══ Data extracts ══
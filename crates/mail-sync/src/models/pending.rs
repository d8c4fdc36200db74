//! Local flag changes waiting for the server to catch up

use std::collections::BTreeSet;

/// Flags set or cleared locally and not yet seen reflected by the server.
///
/// A flag is in at most one of the two sets: the latest local edit wins.
#[derive(Debug, Clone, Default, PartialEq, Eq)]
pub struct PendingFlagEdits {
    set: BTreeSet<String>,
    cleared: BTreeSet<String>,
}

impl PendingFlagEdits {
    pub fn new() -> Self {
        Self::default()
    }

    /// Record a local edit of `flag`
    pub fn record(&mut self, flag: &str, on: bool) {
        if on {
            self.cleared.remove(flag);
            self.set.insert(flag.to_string());
        } else {
            self.set.remove(flag);
            self.cleared.insert(flag.to_string());
        }
    }

    /// Forget the edit of `flag`, e.g. once the server has applied it
    pub fn acknowledge(&mut self, flag: &str) {
        self.set.remove(flag);
        self.cleared.remove(flag);
    }

    pub fn is_empty(&self) -> bool {
        self.set.is_empty() && self.cleared.is_empty()
    }

    /// True if `flag` has an unacknowledged local edit
    pub fn touches(&self, flag: &str) -> bool {
        self.set.contains(flag) || self.cleared.contains(flag)
    }

    /// Merge server flags with the local edits.
    ///
    /// Flags under local edit keep their local value; every other flag is
    /// taken from the server.
    pub fn reconcile(&self, remote: &BTreeSet<String>) -> BTreeSet<String> {
        let mut merged: BTreeSet<String> = remote
            .iter()
            .filter(|f| !self.cleared.contains(*f))
            .cloned()
            .collect();
        merged.extend(self.set.iter().cloned());
        merged
    }

    /// Drop edits the server now agrees with
    pub fn prune_applied(&mut self, remote: &BTreeSet<String>) {
        self.set.retain(|f| !remote.contains(f));
        self.cleared.retain(|f| remote.contains(f));
    }
}

#[cfg(test)]
mod tests {
    use super::*;
    use crate::models::flags;

    fn set(items: &[&str]) -> BTreeSet<String> {
        items.iter().map(|s| s.to_string()).collect()
    }

    #[test]
    fn test_local_edit_wins_for_edited_flag_only() {
        let mut edits = PendingFlagEdits::new();
        edits.record(flags::SEEN, true);

        // Server hasn't seen the read yet, but someone flagged it elsewhere
        let remote = set(&[flags::FLAGGED]);
        assert_eq!(edits.reconcile(&remote), set(&[flags::FLAGGED, flags::SEEN]));
    }

    #[test]
    fn test_cleared_flag_stays_cleared() {
        let mut edits = PendingFlagEdits::new();
        edits.record(flags::FLAGGED, false);
        let remote = set(&[flags::FLAGGED, flags::SEEN]);
        assert_eq!(edits.reconcile(&remote), set(&[flags::SEEN]));
    }

    #[test]
    fn test_latest_edit_wins() {
        let mut edits = PendingFlagEdits::new();
        edits.record(flags::SEEN, true);
        edits.record(flags::SEEN, false);
        assert!(edits.touches(flags::SEEN));
        assert_eq!(edits.reconcile(&set(&[flags::SEEN])), set(&[]));

        edits.acknowledge(flags::SEEN);
        assert!(edits.is_empty());
    }

    #[test]
    fn test_prune_applied() {
        let mut edits = PendingFlagEdits::new();
        edits.record(flags::SEEN, true);
        edits.record(flags::FLAGGED, false);

        edits.prune_applied(&set(&[flags::SEEN, flags::FLAGGED]));
        assert!(edits.touches(flags::FLAGGED));
        assert!(!edits.touches(flags::SEEN));

        edits.prune_applied(&set(&[flags::SEEN]));
        assert!(edits.is_empty());
    }
}
//! Domain models for folders, messages and their storage units

mod accuracy;
mod block;
mod body;
mod folder;
mod header;
mod pending;

pub use accuracy::AccuracyRange;
pub use block::{Block, BlockId, BlockInfo, BlockKind, BodyBlock, HeaderBlock};
pub use body::{AttachmentInfo, BodyInfo, BodyRep, BodyRepKind, RemoteBody};
pub use folder::{FolderMeta, FolderType, PersistedFolderInfo};
pub use header::{
    EmailAddress, HeaderBuilder, HeaderInfo, Keyed, RemoteHeader, ServerId, SortKey, flags,
};
pub use pending::PendingFlagEdits;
═══
Activity
Repeat, word for word, every line above.

Exercise answer
filename crates/mail-sync/src/models/pending.rs
repository d8c4fdc36200db74
//! Local flag changes waiting for the server to catch up

use std::collections::BTreeSet;

/// Flags set or cleared locally and not yet seen reflected by the server.
///
/// A flag is in at most one of the two sets: the latest local edit wins.
#[derive(Debug, Clone, Default, PartialEq, Eq)]
pub struct PendingFlagEdits {
    set: BTreeSet<String>,
    cleared: BTreeSet<String>,
}

impl PendingFlagEdits {
    pub fn new() -> Self {
        Self::default()
    }

    /// Record a local edit of `flag`
    pub fn record(&mut self, flag: &str, on: bool) {
        if on {
            self.cleared.remove(flag);
            self.set.insert(flag.to_string());
        } else {
            self.set.remove(flag);
            self.cleared.insert(flag.to_string());
        }
    }

    /// Forget the edit of `flag`, e.g. once the server has applied it
    pub fn acknowledge(&mut self, flag: &str) {
        self.set.remove(flag);
        self.cleared.remove(flag);
    }

    pub fn is_empty(&self) -> bool {
        self.set.is_empty() && self.cleared.is_empty()
    }

    /// True if `flag` has an unacknowledged local edit
    pub fn touches(&self, flag: &str) -> bool {
        self.set.contains(flag) || self.cleared.contains(flag)
    }

    /// Merge server flags with the local edits.
    ///
    /// Flags under local edit keep their local value; every other flag is
    /// taken from the server.
    pub fn reconcile(&self, remote: &BTreeSet<String>) -> BTreeSet<String> {
        let mut merged: BTreeSet<String> = remote
            .iter()
            .filter(|f| !self.cleared.contains(*f))
            .cloned()
            .collect();
        merged.extend(self.set.iter().cloned());
        merged
    }

    /// Drop edits the server now agrees with
    pub fn prune_applied(&mut self, remote: &BTreeSet<String>) {
        self.set.retain(|f| !remote.contains(f));
        self.cleared.retain(|f| remote.contains(f));
    }
}

#[cfg(test)]
mod tests {
    use super::*;
    use crate::models::flags;

    fn set(items: &[&str]) -> BTreeSet<String> {
        items.iter().map(|s| s.to_string()).collect()
    }

    #[test]
    fn test_local_edit_wins_for_edited_flag_only() {
        let mut edits = PendingFlagEdits::new();
        edits.record(flags::SEEN, true);

        // Server hasn't seen the read yet, but someone flagged it elsewhere
        let remote = set(&[flags::FLAGGED]);
        assert_eq!(edits.reconcile(&remote), set(&[flags::FLAGGED, flags::SEEN]));
    }

    #[test]
    fn test_cleared_flag_stays_cleared() {
        let mut edits = PendingFlagEdits::new();
        edits.record(flags::FLAGGED, false);
        let remote = set(&[flags::FLAGGED, flags::SEEN]);
        assert_eq!(edits.reconcile(&remote), set(&[flags::SEEN]));
    }

    #[test]
    fn test_latest_edit_wins() {
        let mut edits = PendingFlagEdits::new();
        edits.record(flags::SEEN, true);
        edits.record(flags::SEEN, false);
        assert!(edits.touches(flags::SEEN));
        assert_eq!(edits.reconcile(&set(&[flags::SEEN])), set(&[]));

        edits.acknowledge(flags::SEEN);
        assert!(edits.is_empty());
    }

    #[test]
    fn test_prune_applied() {
        let mut edits = PendingFlagEdits::new();
        edits.record(flags::SEEN, true);
        edits.record(flags::FLAGGED, false);

        edits.prune_applied(&set(&[flags::SEEN, flags::FLAGGED]));
        assert!(edits.touches(flags::FLAGGED));
        assert!(!edits.touches(flags::SEEN));

        edits.prune_applied(&set(&[flags::SEEN]));
        assert!(edits.is_empty());
    }
}
//! Domain models for folders, messages and their storage units

mod accuracy;
mod block;
mod body;
mod folder;
mod header;
mod pending;

pub use accuracy::AccuracyRange;
pub use block::{Block, BlockId, BlockInfo, BlockKind, BodyBlock, HeaderBlock};
pub use body::{AttachmentInfo, BodyInfo, BodyRep, BodyRepKind, RemoteBody};
pub use folder::{FolderMeta, FolderType, PersistedFolderInfo};
pub use header::{
    EmailAddress, HeaderBuilder, HeaderInfo, Keyed, RemoteHeader, ServerId, SortKey, flags,
};
pub use pending::PendingFlagEdits;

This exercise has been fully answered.